Dataset entries:
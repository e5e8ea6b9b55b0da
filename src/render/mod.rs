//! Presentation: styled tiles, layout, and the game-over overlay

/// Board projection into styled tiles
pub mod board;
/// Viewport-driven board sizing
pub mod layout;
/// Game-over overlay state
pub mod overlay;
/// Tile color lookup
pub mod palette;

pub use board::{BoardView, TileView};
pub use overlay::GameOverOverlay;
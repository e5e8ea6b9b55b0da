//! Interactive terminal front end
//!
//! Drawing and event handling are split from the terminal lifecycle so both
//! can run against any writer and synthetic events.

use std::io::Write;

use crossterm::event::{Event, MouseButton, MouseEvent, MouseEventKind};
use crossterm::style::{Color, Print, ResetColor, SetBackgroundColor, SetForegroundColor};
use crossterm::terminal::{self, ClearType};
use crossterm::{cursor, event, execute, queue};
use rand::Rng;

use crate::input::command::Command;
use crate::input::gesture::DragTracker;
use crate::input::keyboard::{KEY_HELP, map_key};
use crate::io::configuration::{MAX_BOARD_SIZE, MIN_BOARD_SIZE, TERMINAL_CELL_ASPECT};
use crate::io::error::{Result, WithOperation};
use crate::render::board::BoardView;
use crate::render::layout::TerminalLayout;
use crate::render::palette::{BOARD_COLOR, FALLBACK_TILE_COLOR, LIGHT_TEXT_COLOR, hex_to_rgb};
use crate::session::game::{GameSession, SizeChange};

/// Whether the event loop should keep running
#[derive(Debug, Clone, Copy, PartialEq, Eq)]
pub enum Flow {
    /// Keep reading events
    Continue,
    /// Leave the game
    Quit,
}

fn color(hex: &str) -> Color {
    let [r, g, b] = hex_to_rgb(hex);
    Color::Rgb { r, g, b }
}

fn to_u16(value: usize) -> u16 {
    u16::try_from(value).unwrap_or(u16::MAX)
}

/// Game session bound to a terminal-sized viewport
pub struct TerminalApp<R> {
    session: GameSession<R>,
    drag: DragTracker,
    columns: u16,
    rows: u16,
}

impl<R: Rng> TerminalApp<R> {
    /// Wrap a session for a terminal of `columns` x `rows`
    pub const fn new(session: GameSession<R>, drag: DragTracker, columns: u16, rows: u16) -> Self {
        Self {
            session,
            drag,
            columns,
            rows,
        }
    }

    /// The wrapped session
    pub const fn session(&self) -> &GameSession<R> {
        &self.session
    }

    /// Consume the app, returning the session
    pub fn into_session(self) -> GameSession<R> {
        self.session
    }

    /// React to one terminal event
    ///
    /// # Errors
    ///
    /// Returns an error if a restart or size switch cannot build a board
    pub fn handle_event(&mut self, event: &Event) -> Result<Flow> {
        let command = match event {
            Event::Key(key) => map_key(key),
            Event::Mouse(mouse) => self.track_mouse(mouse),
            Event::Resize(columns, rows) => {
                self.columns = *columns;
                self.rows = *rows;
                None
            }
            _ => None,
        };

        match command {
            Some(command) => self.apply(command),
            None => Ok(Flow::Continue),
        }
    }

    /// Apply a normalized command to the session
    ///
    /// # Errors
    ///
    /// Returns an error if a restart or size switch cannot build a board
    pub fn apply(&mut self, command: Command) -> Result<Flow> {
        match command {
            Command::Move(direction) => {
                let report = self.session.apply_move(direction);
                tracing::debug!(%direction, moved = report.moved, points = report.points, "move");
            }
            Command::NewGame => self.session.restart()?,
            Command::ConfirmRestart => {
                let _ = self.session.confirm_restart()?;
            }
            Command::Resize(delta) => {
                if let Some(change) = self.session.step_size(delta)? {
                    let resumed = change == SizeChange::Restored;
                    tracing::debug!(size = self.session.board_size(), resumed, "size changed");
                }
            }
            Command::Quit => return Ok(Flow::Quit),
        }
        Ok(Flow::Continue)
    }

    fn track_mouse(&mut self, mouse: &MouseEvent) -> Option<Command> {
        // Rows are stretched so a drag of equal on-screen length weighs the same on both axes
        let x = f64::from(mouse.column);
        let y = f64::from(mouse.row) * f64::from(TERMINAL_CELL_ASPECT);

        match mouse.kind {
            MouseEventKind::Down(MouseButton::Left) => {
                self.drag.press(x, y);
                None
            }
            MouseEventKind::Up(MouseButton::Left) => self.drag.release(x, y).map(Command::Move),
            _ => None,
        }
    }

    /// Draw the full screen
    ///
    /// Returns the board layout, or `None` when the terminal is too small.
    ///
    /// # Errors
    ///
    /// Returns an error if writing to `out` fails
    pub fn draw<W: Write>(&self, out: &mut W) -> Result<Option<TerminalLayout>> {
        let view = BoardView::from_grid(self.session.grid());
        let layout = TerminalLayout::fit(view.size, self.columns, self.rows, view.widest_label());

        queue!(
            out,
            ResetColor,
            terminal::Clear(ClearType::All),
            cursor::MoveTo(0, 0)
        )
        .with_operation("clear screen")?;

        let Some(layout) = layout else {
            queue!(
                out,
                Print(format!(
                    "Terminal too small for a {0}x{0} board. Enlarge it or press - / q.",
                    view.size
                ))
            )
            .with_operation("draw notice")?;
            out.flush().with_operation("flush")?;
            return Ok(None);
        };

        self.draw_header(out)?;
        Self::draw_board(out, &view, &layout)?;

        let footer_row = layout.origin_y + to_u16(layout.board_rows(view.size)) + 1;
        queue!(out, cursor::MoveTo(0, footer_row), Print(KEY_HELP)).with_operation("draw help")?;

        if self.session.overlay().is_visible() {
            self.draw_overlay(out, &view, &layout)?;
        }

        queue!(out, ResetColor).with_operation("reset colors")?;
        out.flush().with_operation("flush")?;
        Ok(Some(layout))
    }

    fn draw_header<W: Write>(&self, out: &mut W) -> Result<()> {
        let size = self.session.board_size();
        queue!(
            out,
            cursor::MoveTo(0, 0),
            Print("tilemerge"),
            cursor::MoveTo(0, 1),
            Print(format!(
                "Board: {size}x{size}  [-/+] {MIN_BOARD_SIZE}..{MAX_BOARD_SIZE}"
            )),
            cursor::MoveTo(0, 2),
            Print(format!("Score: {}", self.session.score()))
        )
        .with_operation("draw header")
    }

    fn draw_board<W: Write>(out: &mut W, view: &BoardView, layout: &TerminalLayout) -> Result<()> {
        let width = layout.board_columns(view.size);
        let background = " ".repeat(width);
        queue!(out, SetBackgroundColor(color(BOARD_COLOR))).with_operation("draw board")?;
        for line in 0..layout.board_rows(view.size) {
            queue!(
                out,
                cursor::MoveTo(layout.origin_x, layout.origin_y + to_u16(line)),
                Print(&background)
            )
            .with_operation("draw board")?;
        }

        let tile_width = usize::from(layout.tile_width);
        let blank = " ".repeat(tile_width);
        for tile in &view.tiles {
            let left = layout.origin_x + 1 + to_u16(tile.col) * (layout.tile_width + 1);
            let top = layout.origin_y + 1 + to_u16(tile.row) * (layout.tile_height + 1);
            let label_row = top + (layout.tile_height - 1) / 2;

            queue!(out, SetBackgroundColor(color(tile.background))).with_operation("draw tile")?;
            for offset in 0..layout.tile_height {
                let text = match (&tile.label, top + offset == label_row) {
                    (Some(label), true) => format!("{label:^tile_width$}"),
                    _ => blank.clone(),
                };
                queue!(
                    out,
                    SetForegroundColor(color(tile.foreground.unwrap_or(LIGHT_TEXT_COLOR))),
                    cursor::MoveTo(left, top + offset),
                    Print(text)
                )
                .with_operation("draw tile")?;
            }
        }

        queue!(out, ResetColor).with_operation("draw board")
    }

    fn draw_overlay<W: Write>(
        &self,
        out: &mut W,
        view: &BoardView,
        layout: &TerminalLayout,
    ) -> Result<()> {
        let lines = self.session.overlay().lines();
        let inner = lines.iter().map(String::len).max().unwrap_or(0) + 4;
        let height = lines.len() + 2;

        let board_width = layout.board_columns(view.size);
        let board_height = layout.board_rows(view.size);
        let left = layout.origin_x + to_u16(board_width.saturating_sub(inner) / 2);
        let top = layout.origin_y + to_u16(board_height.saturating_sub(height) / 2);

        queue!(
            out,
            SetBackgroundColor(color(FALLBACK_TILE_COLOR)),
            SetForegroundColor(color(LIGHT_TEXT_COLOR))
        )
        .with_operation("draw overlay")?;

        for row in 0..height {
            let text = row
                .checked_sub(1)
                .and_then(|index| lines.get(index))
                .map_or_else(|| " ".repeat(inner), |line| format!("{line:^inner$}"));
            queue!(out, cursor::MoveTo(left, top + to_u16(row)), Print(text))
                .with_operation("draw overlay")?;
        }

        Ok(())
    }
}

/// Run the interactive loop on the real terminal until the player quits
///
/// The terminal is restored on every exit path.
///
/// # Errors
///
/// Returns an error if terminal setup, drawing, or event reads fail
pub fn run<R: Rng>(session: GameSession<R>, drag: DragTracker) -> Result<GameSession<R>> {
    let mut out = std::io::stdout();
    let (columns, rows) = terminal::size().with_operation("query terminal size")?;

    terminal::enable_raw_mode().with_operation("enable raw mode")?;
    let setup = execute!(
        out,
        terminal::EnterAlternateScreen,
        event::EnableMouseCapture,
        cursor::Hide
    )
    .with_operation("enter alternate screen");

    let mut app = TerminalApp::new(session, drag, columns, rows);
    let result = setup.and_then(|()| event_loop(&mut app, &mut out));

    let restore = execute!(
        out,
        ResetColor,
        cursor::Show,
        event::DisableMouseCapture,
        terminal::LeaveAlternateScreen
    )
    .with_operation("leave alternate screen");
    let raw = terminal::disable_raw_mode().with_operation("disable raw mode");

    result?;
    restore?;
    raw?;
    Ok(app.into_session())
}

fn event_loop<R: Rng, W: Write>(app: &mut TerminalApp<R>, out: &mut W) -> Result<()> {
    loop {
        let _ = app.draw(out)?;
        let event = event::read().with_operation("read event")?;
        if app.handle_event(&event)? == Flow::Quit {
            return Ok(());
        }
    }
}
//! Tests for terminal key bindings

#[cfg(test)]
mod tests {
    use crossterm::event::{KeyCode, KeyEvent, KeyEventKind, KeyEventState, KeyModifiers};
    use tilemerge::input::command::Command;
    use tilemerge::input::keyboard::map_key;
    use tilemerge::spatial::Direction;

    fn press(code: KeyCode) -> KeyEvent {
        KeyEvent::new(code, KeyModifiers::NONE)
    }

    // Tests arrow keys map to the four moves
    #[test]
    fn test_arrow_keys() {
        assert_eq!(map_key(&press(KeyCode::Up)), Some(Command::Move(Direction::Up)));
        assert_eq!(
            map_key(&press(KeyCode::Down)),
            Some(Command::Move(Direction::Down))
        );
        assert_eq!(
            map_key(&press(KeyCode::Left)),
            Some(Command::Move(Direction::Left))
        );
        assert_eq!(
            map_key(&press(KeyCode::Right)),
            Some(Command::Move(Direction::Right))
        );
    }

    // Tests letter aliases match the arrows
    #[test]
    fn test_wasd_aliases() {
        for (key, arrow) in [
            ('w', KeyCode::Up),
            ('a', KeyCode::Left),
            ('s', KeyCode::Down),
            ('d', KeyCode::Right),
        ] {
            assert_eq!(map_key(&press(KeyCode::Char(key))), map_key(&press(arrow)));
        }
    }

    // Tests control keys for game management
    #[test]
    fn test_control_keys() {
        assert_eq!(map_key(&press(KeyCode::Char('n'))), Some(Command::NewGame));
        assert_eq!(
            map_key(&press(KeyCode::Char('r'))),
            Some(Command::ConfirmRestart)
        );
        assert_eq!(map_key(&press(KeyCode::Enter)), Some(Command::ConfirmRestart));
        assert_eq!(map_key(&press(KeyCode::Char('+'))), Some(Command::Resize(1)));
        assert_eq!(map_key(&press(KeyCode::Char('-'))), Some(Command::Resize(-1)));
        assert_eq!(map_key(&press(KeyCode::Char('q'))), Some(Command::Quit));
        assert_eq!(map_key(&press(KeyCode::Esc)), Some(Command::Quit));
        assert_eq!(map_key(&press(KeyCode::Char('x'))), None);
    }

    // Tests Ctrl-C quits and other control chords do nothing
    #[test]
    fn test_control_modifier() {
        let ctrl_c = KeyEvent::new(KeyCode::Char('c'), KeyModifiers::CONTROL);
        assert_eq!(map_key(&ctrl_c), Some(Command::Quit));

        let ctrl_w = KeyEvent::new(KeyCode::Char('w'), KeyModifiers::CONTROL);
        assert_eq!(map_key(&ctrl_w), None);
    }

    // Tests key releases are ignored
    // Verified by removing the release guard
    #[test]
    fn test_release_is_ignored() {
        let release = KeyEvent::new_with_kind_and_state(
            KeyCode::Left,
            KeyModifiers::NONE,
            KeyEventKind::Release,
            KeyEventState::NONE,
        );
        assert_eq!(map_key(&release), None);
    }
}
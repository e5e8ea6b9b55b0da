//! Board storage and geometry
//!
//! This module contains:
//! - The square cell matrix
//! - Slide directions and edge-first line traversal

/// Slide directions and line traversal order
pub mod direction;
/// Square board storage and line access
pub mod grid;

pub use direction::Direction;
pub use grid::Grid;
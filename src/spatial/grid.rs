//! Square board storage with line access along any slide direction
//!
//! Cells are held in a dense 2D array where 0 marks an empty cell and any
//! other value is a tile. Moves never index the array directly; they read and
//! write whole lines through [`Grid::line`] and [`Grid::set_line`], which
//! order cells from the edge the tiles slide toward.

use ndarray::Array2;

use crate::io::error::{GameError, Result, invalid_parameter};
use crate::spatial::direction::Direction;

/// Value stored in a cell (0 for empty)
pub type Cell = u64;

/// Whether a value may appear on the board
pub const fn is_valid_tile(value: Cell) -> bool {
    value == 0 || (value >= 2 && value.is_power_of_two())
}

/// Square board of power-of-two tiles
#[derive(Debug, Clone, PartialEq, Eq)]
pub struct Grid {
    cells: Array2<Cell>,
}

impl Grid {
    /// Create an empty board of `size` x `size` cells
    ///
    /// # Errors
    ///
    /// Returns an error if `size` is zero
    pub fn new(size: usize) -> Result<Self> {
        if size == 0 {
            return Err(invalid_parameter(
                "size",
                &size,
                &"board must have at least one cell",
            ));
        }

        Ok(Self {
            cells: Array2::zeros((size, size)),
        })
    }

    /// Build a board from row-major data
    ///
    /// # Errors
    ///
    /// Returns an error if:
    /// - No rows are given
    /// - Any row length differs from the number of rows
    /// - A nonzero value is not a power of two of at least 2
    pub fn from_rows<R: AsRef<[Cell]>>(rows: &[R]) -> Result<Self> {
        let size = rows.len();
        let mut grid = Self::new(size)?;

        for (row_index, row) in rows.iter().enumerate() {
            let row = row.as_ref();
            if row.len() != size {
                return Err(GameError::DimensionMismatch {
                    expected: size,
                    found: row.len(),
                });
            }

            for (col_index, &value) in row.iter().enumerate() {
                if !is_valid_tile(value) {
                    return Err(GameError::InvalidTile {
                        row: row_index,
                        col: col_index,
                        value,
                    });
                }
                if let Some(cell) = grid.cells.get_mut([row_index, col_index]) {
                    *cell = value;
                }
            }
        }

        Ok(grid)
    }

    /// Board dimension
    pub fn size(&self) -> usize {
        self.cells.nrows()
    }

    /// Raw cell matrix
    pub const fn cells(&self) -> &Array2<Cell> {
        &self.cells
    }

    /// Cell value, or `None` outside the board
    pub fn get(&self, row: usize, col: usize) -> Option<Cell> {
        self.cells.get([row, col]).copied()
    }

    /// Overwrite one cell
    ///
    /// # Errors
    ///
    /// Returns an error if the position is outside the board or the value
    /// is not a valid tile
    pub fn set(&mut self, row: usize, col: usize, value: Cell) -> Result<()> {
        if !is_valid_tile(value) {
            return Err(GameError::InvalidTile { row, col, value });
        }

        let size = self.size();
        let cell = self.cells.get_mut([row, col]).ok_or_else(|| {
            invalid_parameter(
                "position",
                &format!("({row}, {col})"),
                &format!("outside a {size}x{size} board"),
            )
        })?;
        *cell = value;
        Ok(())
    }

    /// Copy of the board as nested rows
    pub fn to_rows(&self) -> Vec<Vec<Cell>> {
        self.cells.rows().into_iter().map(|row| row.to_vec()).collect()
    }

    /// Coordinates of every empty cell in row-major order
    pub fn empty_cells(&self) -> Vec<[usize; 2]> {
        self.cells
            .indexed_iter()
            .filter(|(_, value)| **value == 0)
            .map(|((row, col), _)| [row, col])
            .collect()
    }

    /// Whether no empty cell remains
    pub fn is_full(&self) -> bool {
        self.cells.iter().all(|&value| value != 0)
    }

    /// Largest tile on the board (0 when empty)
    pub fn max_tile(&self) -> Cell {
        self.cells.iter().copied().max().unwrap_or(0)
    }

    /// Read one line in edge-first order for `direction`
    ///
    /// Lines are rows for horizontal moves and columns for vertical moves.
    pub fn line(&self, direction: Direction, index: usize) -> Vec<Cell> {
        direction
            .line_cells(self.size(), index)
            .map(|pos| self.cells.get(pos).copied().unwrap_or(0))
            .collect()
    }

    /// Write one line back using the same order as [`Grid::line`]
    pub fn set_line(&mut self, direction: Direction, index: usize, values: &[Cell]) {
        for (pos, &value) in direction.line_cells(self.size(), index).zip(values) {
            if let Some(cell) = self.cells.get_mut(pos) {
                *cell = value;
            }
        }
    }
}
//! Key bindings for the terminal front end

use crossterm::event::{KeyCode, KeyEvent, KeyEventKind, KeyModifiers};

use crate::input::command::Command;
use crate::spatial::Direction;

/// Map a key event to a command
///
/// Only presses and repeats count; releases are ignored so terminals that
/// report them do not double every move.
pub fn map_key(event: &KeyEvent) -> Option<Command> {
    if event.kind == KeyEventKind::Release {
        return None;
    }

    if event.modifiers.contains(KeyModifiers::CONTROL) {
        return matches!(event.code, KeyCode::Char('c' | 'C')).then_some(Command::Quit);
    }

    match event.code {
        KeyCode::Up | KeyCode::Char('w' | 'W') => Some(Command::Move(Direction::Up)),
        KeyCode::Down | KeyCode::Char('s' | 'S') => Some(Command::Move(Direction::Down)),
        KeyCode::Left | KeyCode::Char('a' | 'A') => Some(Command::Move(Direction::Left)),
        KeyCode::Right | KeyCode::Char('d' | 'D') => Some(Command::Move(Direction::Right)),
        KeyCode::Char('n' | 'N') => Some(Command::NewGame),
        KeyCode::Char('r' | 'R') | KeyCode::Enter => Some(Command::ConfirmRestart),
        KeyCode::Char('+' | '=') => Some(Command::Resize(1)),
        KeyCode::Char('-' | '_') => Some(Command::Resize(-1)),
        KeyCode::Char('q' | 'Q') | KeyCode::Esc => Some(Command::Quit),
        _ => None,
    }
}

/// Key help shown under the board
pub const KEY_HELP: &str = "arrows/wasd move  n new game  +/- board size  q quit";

### Assignment
Please reproduce, exactly as they appear above, the lines from the line containing "cell and any" up to and including the line containing "of at least 2".

### Written answer
//! Cells are held in a dense 2D array where 0 marks an empty cell and any
//! other value is a tile. Moves never index the array directly; they read and
//! write whole lines through [`Grid::line`] and [`Grid::set_line`], which
//! order cells from the edge the tiles slide toward.

use ndarray::Array2;

use crate::io::error::{GameError, Result, invalid_parameter};
use crate::spatial::direction::Direction;

/// Value stored in a cell (0 for empty)
pub type Cell = u64;

/// Whether a value may appear on the board
pub const fn is_valid_tile(value: Cell) -> bool {
    value == 0 || (value >= 2 && value.is_power_of_two())
}

/// Square board of power-of-two tiles
#[derive(Debug, Clone, PartialEq, Eq)]
pub struct Grid {
    cells: Array2<Cell>,
}

impl Grid {
    /// Create an empty board of `size` x `size` cells
    ///
    /// # Errors
    ///
    /// Returns an error if `size` is zero
    pub fn new(size: usize) -> Result<Self> {
        if size == 0 {
            return Err(invalid_parameter(
                "size",
                &size,
                &"board must have at least one cell",
            ));
        }

        Ok(Self {
            cells: Array2::zeros((size, size)),
        })
    }

    /// Build a board from row-major data
    ///
    /// # Errors
    ///
    /// Returns an error if:
    /// - No rows are given
    /// - Any row length differs from the number of rows
    /// - A nonzero value is not a power of two of at least 2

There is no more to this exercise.